Background: Transgender women benefit significantly from gender-affirming hormone therapy (GAHT), particularly estrogen, which improves psychological well-being and reduces gender dysphoria. However, the thrombotic risk associated with estrogen therapy, and its different formulations, especially in high-risk groups, remains unclear due to conflicting literature, heterogeneous study populations, and limited high-quality data.

Objectives: To review and discuss the risks of venous thrombosis associated with different hormone replacement therapy (HRT) formulations, their interaction with patient-specific factors, prophylaxis, and treatment considerations for specific high-risk groups.

Methods: We conducted a narrative review of the available literature across PubMed, Cochrane, and Google Scholar on VTE events in the context of GAHT in transgender women.

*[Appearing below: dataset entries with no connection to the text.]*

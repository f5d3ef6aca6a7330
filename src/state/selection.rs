//! Currently selected pair and timeframe.

use crate::catalog::{self, CURRENCY_PAIRS, CurrencyPair, TIMEFRAMES, Timeframe};

/// A (pair, timeframe) combination.
#[derive(Debug, Clone, Copy, PartialEq, Eq, Hash)]
pub struct Selection {
    pub pair: CurrencyPair,
    pub timeframe: Timeframe,
}

impl Selection {
    pub fn new(pair: CurrencyPair, timeframe: Timeframe) -> Self {
        Self { pair, timeframe }
    }
}

impl Default for Selection {
    fn default() -> Self {
        Self::new(catalog::DEFAULT_PAIR, catalog::DEFAULT_TIMEFRAME)
    }
}

/// Holds the user's selection. Setters report whether anything changed.
#[derive(Debug, Clone, Default)]
pub struct SelectionState {
    current: Selection,
}

impl SelectionState {
    pub fn new(selection: Selection) -> Self {
        Self { current: selection }
    }

    pub fn current(&self) -> Selection {
        self.current
    }

    pub fn pair(&self) -> CurrencyPair {
        self.current.pair
    }

    pub fn timeframe(&self) -> Timeframe {
        self.current.timeframe
    }

    /// Set the pair. Returns `true` if it changed.
    pub fn set_pair(&mut self, pair: CurrencyPair) -> bool {
        let changed = self.current.pair != pair;
        self.current.pair = pair;
        changed
    }

    /// Set the timeframe. Returns `true` if it changed.
    pub fn set_timeframe(&mut self, timeframe: Timeframe) -> bool {
        let changed = self.current.timeframe != timeframe;
        self.current.timeframe = timeframe;
        changed
    }

    /// Pair after the current one in catalog order, wrapping around.
    pub fn next_pair(&self) -> CurrencyPair {
        let index = catalog::pair_index(&self.current.pair).map_or(0, |i| i + 1);
        CURRENCY_PAIRS[index % CURRENCY_PAIRS.len()]
    }

    /// Pair before the current one in catalog order, wrapping around.
    pub fn prev_pair(&self) -> CurrencyPair {
        let len = CURRENCY_PAIRS.len();
        let index = catalog::pair_index(&self.current.pair).unwrap_or(0);
        CURRENCY_PAIRS[(index + len - 1) % len]
    }

    /// Timeframe after the current one, wrapping around.
    pub fn next_timeframe(&self) -> Timeframe {
        let index = catalog::timeframe_index(&self.current.timeframe).map_or(0, |i| i + 1);
        TIMEFRAMES[index % TIMEFRAMES.len()]
    }

    /// Timeframe before the current one, wrapping around.
    pub fn prev_timeframe(&self) -> Timeframe {
        let len = TIMEFRAMES.len();
        let index = catalog::timeframe_index(&self.current.timeframe).unwrap_or(0);
        TIMEFRAMES[(index + len - 1) % len]
    }
}

#[cfg(test)]
mod tests {
    use super::*;

    #[test]
    fn test_default_selection() {
        let state = SelectionState::default();
        assert_eq!(state.pair().name, "EUR/USD");
        assert_eq!(state.timeframe().label, "5 Min");
    }

    #[test]
    fn test_setters_report_change() {
        let mut state = SelectionState::default();
        assert!(!state.set_pair(CURRENCY_PAIRS[0]));
        assert!(state.set_pair(CURRENCY_PAIRS[3]));
        assert_eq!(state.pair(), CURRENCY_PAIRS[3]);

        assert!(!state.set_timeframe(TIMEFRAMES[2]));
        assert!(state.set_timeframe(TIMEFRAMES[0]));
        assert_eq!(state.current(), Selection::new(CURRENCY_PAIRS[3], TIMEFRAMES[0]));
    }

    #[test]
    fn test_pair_cycling_wraps() {
        let mut state = SelectionState::default();
        assert_eq!(state.prev_pair(), CURRENCY_PAIRS[9]);
        assert_eq!(state.next_pair(), CURRENCY_PAIRS[1]);

        state.set_pair(CURRENCY_PAIRS[9]);
        assert_eq!(state.next_pair(), CURRENCY_PAIRS[0]);
    }

    #[test]
    fn test_timeframe_cycling_wraps() {
        let mut state = SelectionState::default();
        assert_eq!(state.next_timeframe(), TIMEFRAMES[3]);
        state.set_timeframe(TIMEFRAMES[3]);
        assert_eq!(state.next_timeframe(), TIMEFRAMES[0]);
        state.set_timeframe(TIMEFRAMES[0]);
        assert_eq!(state.prev_timeframe(), TIMEFRAMES[3]);
    }
}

Discussion: Compared to transdermal formulations, oral estrogen induces a marked procoagulant shift that includes increased APC (Activated protein C) resistance, elevated factors IX and XI, prothrombin–thrombin fragments, and reduced levels of protein C, protein S, antithrombin, and TFPI (Tissue factor pathway inhibitor) likely due to its molecular structure and are associated with higher incidence of VTE especially in high risk groups (Age > 60 years, obesity, smoking, cardiovascular disease, prior history of VTE, active malignancy, immobility, factor V Leiden, antithrombin deficiency, and other thrombophilic conditions). Current guidelines recommend transdermal 17β-estradiol over oral formulations and to avoid high-risk formulations like ethinyl estradiol and cyproterone acetate. Routine thrombophilia screening is not recommended before initiating hormone therapy, as clinical risk factors offer higher predictive value, and primary prophylaxis with anticoagulation is not indicated in patients on GAHT. In transgender females, discontinuation of gender-affirming hormone therapy (GAHT) following a VTE event can lead to significant emotional and psychological distress. As a result, recent studies support continuing GAHT preferably at a reduced dose while initiating therapeutic anticoagulation, with extended or indefinite duration, which should be considered through shared decision-making, after weighing risks, benefits, and patient preferences to balance thrombotic risk with gender dysphoria and overall well-being. A meta-analysis of nine clinical trials showed that the risk of VTE is highest in the first year of hormone therapy (OR 4.0, 95% CI: 2.9–5.7), which attenuates later but remains elevated (OR 2.1, 95% CI: 1.3–3.8). No significant difference in VTE risk was found between unopposed (OR 2.2, 95% CI: 1.6–3.0) and opposed oral estrogen (OR 2.6, 95% CI: 2.0–3.2). In the perioperative setting, continuation of hormone therapy or decreased dose in high-risk groups with standard VTE prophylaxis, guided by Caprini scoring, is recommended as no increase in postoperative VTE was observed in multiple retrospective cohorts and meta-analyses. Although VTE events are rare, transgender patients with personal or family histories of VTE are often referred to haematologists, highlighting the importance of clinician familiarity with different formulations of GAHT and its thrombotic risks.

Conclusions: Clinicians should consider hormone type, dose, route, and individual thrombotic risk when initiating HRT in transgender women. A personalized approach is crucial for minimizing the risk of VTE. Further research is needed to evaluate routine anticoagulation prophylaxis in high-risk patients starting HRT or GAHT, including prospective VTE risk models specific to hormone therapy formulations and high-risk groups. Additionally, randomized trials are necessary to compare perioperative continuation versus cessation of hormones. Additionally, the long-term outcomes of extended anticoagulation in patients requiring ongoing hormone therapy remain unknown, necessitating further studies in this area.